L’identificazione della degradazione dell’ubiquitina-fusione 1 (UFD1) consente una migliore comprensione della causa della progressione e dell’aggressività della leucemia e della resistente ai trattamenti e può portare a un nuovo trattamento per questo tipo di cancro.

La leucemia è un tumore del sangue che colpisce persone di tutte le età ed è un sottotipo di leucemia particolarmente aggressivo che risulta fatale nel 20% dei bambini e nel 50% degli adulti.

( Vedi anche: Nuova strategia combatte con successo la leucemia).

I ricercatori della Scuola di Medicina dell’Università di Boston (BUSM) hanno condotto analisi combinate di campioni di pazienti e modelli sperimentali di leucemia che assomigliano a un sottotipo maggiore della malattia. Hanno scoperto che UFD1 è espresso in questo sottotipo aggressivo di leucemia e la riduzione dei suoi livelli proteici di circa il 50% ha inibito lo sviluppo e la progressione della leucemia senza influire sulla salute generale dei modelli sperimentali.

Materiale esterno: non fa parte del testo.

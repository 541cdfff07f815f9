// SPDX-License-Identifier: MIT
// Copyright 2026 Roland Dreier <roland@rolandd.dev>

//! Firestore integration tests.
//!
//! These tests require the Firestore emulator to be running and
//! `FIRESTORE_EMULATOR_HOST` to point at it; otherwise they are skipped.
//!
//! Every test uses fresh ids, so runs against a shared emulator don't
//! interfere with each other.

use chrono::{NaiveDate, Utc};
use driver_onboarding::db::Store;
use driver_onboarding::error::AppError;
use driver_onboarding::models::{
    AvailabilityStatus, AvailabilityUpdate, DriverProfile, EquipmentFlags, LifecycleState,
    TransitionEvent, TransitionRecord, VerificationStatus,
};

mod common;
use common::test_db;

/// Unique account subject for test isolation.
fn unique_account() -> String {
    format!("acct-{}", uuid::Uuid::new_v4())
}

fn test_profile(account_id: &str) -> DriverProfile {
    let mut profile =
        DriverProfile::new(account_id, Some("test@example.ca".to_string()), Utc::now());
    profile.first_name = Some("Test".to_string());
    profile.last_name = Some("Driver".to_string());
    profile
}

fn day(d: u32) -> NaiveDate {
    NaiveDate::from_ymd_opt(2025, 3, d).unwrap()
}

fn availability(profile_id: &str, date: NaiveDate, token: Option<&str>) -> AvailabilityUpdate {
    AvailabilityUpdate {
        profile_id: profile_id.to_string(),
        date,
        status: AvailabilityStatus::Available,
        equipment: EquipmentFlags::default(),
        notes: String::new(),
        response_token: token.map(String::from),
    }
}

// ═══════════════════════════════════════════════════════════════════════════
// PROFILE TESTS
// ═══════════════════════════════════════════════════════════════════════════

#[tokio::test]
async fn test_profile_create_and_lookup() {
    require_emulator!();

    let db = test_db().await;
    let account = unique_account();

    assert!(db.get_profile_by_account(&account).await.unwrap().is_none());

    let profile = test_profile(&account);
    db.create_profile(&profile).await.unwrap();

    let by_account = db.get_profile_by_account(&account).await.unwrap().unwrap();
    assert_eq!(by_account.id, profile.id);
    assert_eq!(by_account.lifecycle_state, LifecycleState::Step1);

    let by_id = db.get_profile(&profile.id).await.unwrap().unwrap();
    assert_eq!(by_id.account_id, account);

    // One profile per account.
    let duplicate = test_profile(&account);
    assert!(matches!(
        db.create_profile(&duplicate).await,
        Err(AppError::Conflict(_))
    ));

    println!("✓ Profile created and looked up: {}", profile.id);
}

#[tokio::test]
async fn test_profile_update_is_compare_and_swap() {
    require_emulator!();

    let db = test_db().await;
    let profile = test_profile(&unique_account());
    db.create_profile(&profile).await.unwrap();

    let mut first = profile.clone();
    first.city = Some("Toronto".to_string());
    let stored = db.update_profile(&first).await.unwrap();
    assert_eq!(stored.revision, profile.revision + 1);

    // Writing from the stale copy loses.
    let mut stale = profile.clone();
    stale.city = Some("Ottawa".to_string());
    assert!(matches!(
        db.update_profile(&stale).await,
        Err(AppError::Conflict(_))
    ));

    let current = db.get_profile(&profile.id).await.unwrap().unwrap();
    assert_eq!(current.city.as_deref(), Some("Toronto"));
}

#[tokio::test]
async fn test_profile_secondary_lookups() {
    require_emulator!();

    let db = test_db().await;
    let mut profile = test_profile(&unique_account());
    let marker = uuid::Uuid::new_v4().simple().to_string();
    profile.phone = Some(format!("555-{}", &marker[..8]));
    profile.external_worker_id = Some(format!("w-{marker}"));
    profile.identity_verification_session_id = Some(format!("vs_{marker}"));
    db.create_profile(&profile).await.unwrap();

    let by_phone = db
        .find_profile_by_phone(profile.phone.as_deref().unwrap())
        .await
        .unwrap();
    assert_eq!(by_phone.map(|p| p.id), Some(profile.id.clone()));

    let by_worker = db
        .find_profile_by_external_worker_id(&format!("w-{marker}"))
        .await
        .unwrap();
    assert_eq!(by_worker.map(|p| p.id), Some(profile.id.clone()));

    let by_session = db
        .find_profile_by_verification_session(&format!("vs_{marker}"))
        .await
        .unwrap();
    assert_eq!(by_session.map(|p| p.id), Some(profile.id.clone()));

    assert!(db
        .find_profile_by_phone("000-not-a-phone")
        .await
        .unwrap()
        .is_none());
}

#[tokio::test]
async fn test_unsynced_verified_listing() {
    require_emulator!();

    let db = test_db().await;

    let mut pending = test_profile(&unique_account());
    pending.phone = Some("416-555-0001".to_string());
    pending.identity_verification_status = Some(VerificationStatus::Verified);
    pending.lifecycle_state = LifecycleState::Verified;
    db.create_profile(&pending).await.unwrap();

    let mut synced = pending.clone();
    synced.id = uuid::Uuid::new_v4().to_string();
    synced.account_id = unique_account();
    synced.external_worker_id = Some("w-done".to_string());
    db.create_profile(&synced).await.unwrap();

    let ids: Vec<String> = db
        .list_unsynced_verified()
        .await
        .unwrap()
        .into_iter()
        .map(|p| p.id)
        .collect();
    assert!(ids.contains(&pending.id));
    assert!(!ids.contains(&synced.id));
}

// ═══════════════════════════════════════════════════════════════════════════
// AUDIT TRAIL TESTS
// ═══════════════════════════════════════════════════════════════════════════

#[tokio::test]
async fn test_transitions_are_listed_in_order() {
    require_emulator!();

    let db = test_db().await;
    let profile_id = uuid::Uuid::new_v4().to_string();
    let start = Utc::now();

    let created = TransitionRecord::new(
        &profile_id,
        TransitionEvent::Created,
        LifecycleState::New,
        LifecycleState::Step1,
        "acct",
        None,
        start,
    );
    let advanced = TransitionRecord::new(
        &profile_id,
        TransitionEvent::StepAdvanced,
        LifecycleState::Step1,
        LifecycleState::Step2,
        "acct",
        Some("step 2".to_string()),
        start + chrono::Duration::seconds(1),
    );

    // Inserted out of order on purpose.
    db.append_transition(&advanced).await.unwrap();
    db.append_transition(&created).await.unwrap();

    let history = db.list_transitions(&profile_id).await.unwrap();
    assert_eq!(history.len(), 2);
    assert_eq!(history[0].event, TransitionEvent::Created);
    assert_eq!(history[1].event, TransitionEvent::StepAdvanced);
}

// ═══════════════════════════════════════════════════════════════════════════
// AVAILABILITY TESTS
// ═══════════════════════════════════════════════════════════════════════════

#[tokio::test]
async fn test_availability_upsert_keeps_one_entry_per_day() {
    require_emulator!();

    let db = test_db().await;
    let profile_id = uuid::Uuid::new_v4().to_string();

    db.upsert_availability(availability(&profile_id, day(10), Some("tok-1")))
        .await
        .unwrap();

    let mut second = availability(&profile_id, day(10), None);
    second.status = AvailabilityStatus::Unavailable;
    let stored = db.upsert_availability(second).await.unwrap();

    assert_eq!(stored.status, AvailabilityStatus::Unavailable);
    assert_eq!(stored.response_token.as_deref(), Some("tok-1"));

    let entries = db.list_availability(&profile_id, None, None).await.unwrap();
    assert_eq!(entries.len(), 1);
}

#[tokio::test]
async fn test_availability_range_is_inclusive_and_sorted() {
    require_emulator!();

    let db = test_db().await;
    let profile_id = uuid::Uuid::new_v4().to_string();

    for d in [20, 5, 12, 28] {
        db.upsert_availability(availability(&profile_id, day(d), None))
            .await
            .unwrap();
    }

    let entries = db
        .list_availability(&profile_id, Some(day(5)), Some(day(20)))
        .await
        .unwrap();
    let dates: Vec<NaiveDate> = entries.iter().map(|e| e.date).collect();
    assert_eq!(dates, vec![day(5), day(12), day(20)]);
}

“A causa delle sue scoraggianti probabilità e dato che i trattamenti attuali rimangono altamente tossici per i pazienti, sono necessari ulteriori sforzi della ricerca per comprendere quali sono le cause dell’aggressività e della resistenza al trattamento di questa malattia e  identificare trattamenti alternativi efficaci, ma minimamente tossici”, ha spiegato l’ autore dello studio Hui Feng, Assistente Professore di farmacologia e medicina presso la BUSM. “Questa ricerca identifica il potenziale target in UFD1 per il trattamento della leucemia aggressiva, senza causare elevata tossicità ai tessuti normali”.

I risultati dello studio compaiono nella rivista Leukemia.